START MATERIAL SHOWN

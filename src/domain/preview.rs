//! Removes the rendered tag block from a note preview

use log::debug;
use regex::Regex;
use std::sync::OnceLock;

/// Closing `...` rendered on its own line
const DOTS_LINE: &str = "\n...\n";

/// Closing `...` folded into the tag paragraph
const DOTS_PARAGRAPH: &str = "\n...</p>";

/// `---` closing renders the tag line as a setext heading under a rule
fn rule_heading_regex() -> &'static Regex {
    static REGEX: OnceLock<Regex> = OnceLock::new();
    REGEX.get_or_init(|| Regex::new(r"(?s)<hr\s*/?>.*?</h2>").unwrap())
}

/// Strip the front-matter block from `html` rendered from `document`.
///
/// Returns `html` unchanged when the document has no block or when none of
/// the known renderings is found.
///
/// The `...` markers are searched across the whole html, so a `---`-closed
/// note with a later line of just `...` (inside a code block, say) loses
/// everything up to that line.
pub fn strip_preview(document: &str, html: &str) -> String {
    if !document.starts_with("---\n") {
        return html.to_string();
    }

    for marker in [DOTS_LINE, DOTS_PARAGRAPH] {
        if let Some(pos) = html.find(marker) {
            debug!("stripping preview up to {:?}", marker);
            return html[pos + marker.len()..].to_string();
        }
    }

    if let Some(found) = rule_heading_regex().find(html) {
        debug!("stripping rendered rule and heading");
        let mut stripped = String::with_capacity(html.len() - found.len());
        stripped.push_str(&html[..found.start()]);
        stripped.push_str(&html[found.end()..]);
        return stripped;
    }

    html.to_string()
}
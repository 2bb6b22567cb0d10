use clap::Parser;
use fmtags::application::{init::init, ConfigService, PreviewService, TagNoteService};
use fmtags::cli::{format_note_change, format_tag_list, Cli, Commands};
use fmtags::error::FmTagsError;
use fmtags::infrastructure::FileSystemRepository;
use std::path::{Path, PathBuf};

fn main() {
    env_logger::init();

    let cli = Cli::parse();

    match run(cli) {
        Ok(_) => std::process::exit(0),
        Err(e) => {
            eprintln!("Error: {}", e.display_with_suggestions());
            std::process::exit(e.exit_code());
        }
    }
}

/// Note arguments are relative to the working directory, not the workspace root
fn absolute(note: &Path) -> Result<PathBuf, FmTagsError> {
    Ok(std::env::current_dir()?.join(note))
}

fn run(cli: Cli) -> Result<(), FmTagsError> {
    match cli.command {
        Commands::Init { path } => {
            init(&path)?;
            println!("Initialized fmtags workspace at {}", path.display());
            Ok(())
        }
        Commands::Add { note, tag } => {
            let service = TagNoteService::new(FileSystemRepository::discover()?);
            let change = service.add(&absolute(&note)?, &tag)?;
            println!("{}", format_note_change(&note, change));
            Ok(())
        }
        Commands::Remove { note, tag } => {
            let service = TagNoteService::new(FileSystemRepository::discover()?);
            let change = service.remove(&absolute(&note)?, &tag)?;
            println!("{}", format_note_change(&note, change));
            Ok(())
        }
        Commands::Rename {
            note,
            tag,
            new_name,
        } => {
            let service = TagNoteService::new(FileSystemRepository::discover()?);
            let change = service.rename(&absolute(&note)?, &tag, &new_name)?;
            println!("{}", format_note_change(&note, change));
            Ok(())
        }
        Commands::List { note } => {
            let service = TagNoteService::new(FileSystemRepository::discover()?);
            let paths = service.list(&absolute(&note)?)?;
            let settings = service.settings()?;
            print!("{}", format_tag_list(&paths, &settings.hierarchy_separator));
            if paths.is_empty() {
                println!();
            }
            Ok(())
        }
        Commands::Preview { note } => {
            let service = PreviewService::new(FileSystemRepository::discover()?);
            print!("{}", service.execute(&absolute(&note)?)?);
            Ok(())
        }
        Commands::Config { key, value, list } => {
            let service = ConfigService::new(FileSystemRepository::discover()?);

            if list {
                let config = service.list()?;
                println!(
                    "use_three_dash_closing = {}",
                    config.tags.use_three_dash_closing
                );
                println!("hierarchy_separator = {}", config.tags.hierarchy_separator);
                println!("created = {}", config.created.to_rfc3339());
                Ok(())
            } else if let Some(k) = key {
                if let Some(v) = value {
                    service.set(&k, &v)?;
                    println!("Set {} = {}", k, v);
                } else {
                    println!("{}", service.get(&k)?);
                }
                Ok(())
            } else {
                println!("Usage: fmtags config [--list | <key> [<value>]]");
                println!("Valid keys: use_three_dash_closing, hierarchy_separator, created");
                Ok(())
            }
        }
    }
}
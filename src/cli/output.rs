//! Output formatting utilities

use crate::application::NoteChange;
use std::path::Path;

/// Format the tags stored in a note for display.
pub fn format_tag_list(paths: &[Vec<String>], separator: &str) -> String {
    if paths.is_empty() {
        return "No tags found".to_string();
    }

    let mut output = String::new();
    for path in paths {
        output.push_str(&format!("#{}\n", path.join(separator)));
    }

    output
}

/// Format the result of a mutating command.
pub fn format_note_change(note: &Path, change: NoteChange) -> String {
    match change {
        NoteChange::Updated => format!("Updated {}", note.display()),
        NoteChange::Unchanged => format!("No change to {}", note.display()),
    }
}
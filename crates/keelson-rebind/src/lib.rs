// ABOUTME: Rebind layer for keelson: type registry, live objects and graph, and the RebindManager.
// ABOUTME: Also provides the periodic delta writer that persists live changes while a node is master.

pub mod context;
pub mod graph;
pub mod manager;
pub mod object;
pub mod registry;
pub mod writer;

pub use context::RebindContext;
pub use graph::{ChangeListener, GraphError, ManagedGraph};
pub use manager::{
    DEFAULT_PERSIST_PERIOD, RebindError, RebindFailureMode, RebindManager, RebindOptions,
    RebindReport,
};
pub use object::BasicObject;
pub use registry::{Constructor, RegistryError, ShellSpec, TypeRegistry};
pub use writer::PeriodicDeltaWriter;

END MATERIAL SHOWN

▶ ABOUT THIS EXERCISE
All that is wanted is a faithful reproduction of the line above with "let change = service.add(&absolute(&note)?, &tag)?;", the line with "key, value, list", and every line in between.

▶ TASK OUTPUT
            let change = service.add(&absolute(&note)?, &tag)?;
            println!("{}", format_note_change(&note, change));
            Ok(())
        }
        Commands::Remove { note, tag } => {
            let service = TagNoteService::new(FileSystemRepository::discover()?);
            let change = service.remove(&absolute(&note)?, &tag)?;
            println!("{}", format_note_change(&note, change));
            Ok(())
        }
        Commands::Rename {
            note,
            tag,
            new_name,
        } => {
            let service = TagNoteService::new(FileSystemRepository::discover()?);
            let change = service.rename(&absolute(&note)?, &tag, &new_name)?;
            println!("{}", format_note_change(&note, change));
            Ok(())
        }
        Commands::List { note } => {
            let service = TagNoteService::new(FileSystemRepository::discover()?);
            let paths = service.list(&absolute(&note)?)?;
            let settings = service.settings()?;
            print!("{}", format_tag_list(&paths, &settings.hierarchy_separator));
            if paths.is_empty() {
                println!();
            }
            Ok(())
        }
        Commands::Preview { note } => {
            let service = PreviewService::new(FileSystemRepository::discover()?);
            print!("{}", service.execute(&absolute(&note)?)?);
            Ok(())
        }
        Commands::Config { key, value, list } => {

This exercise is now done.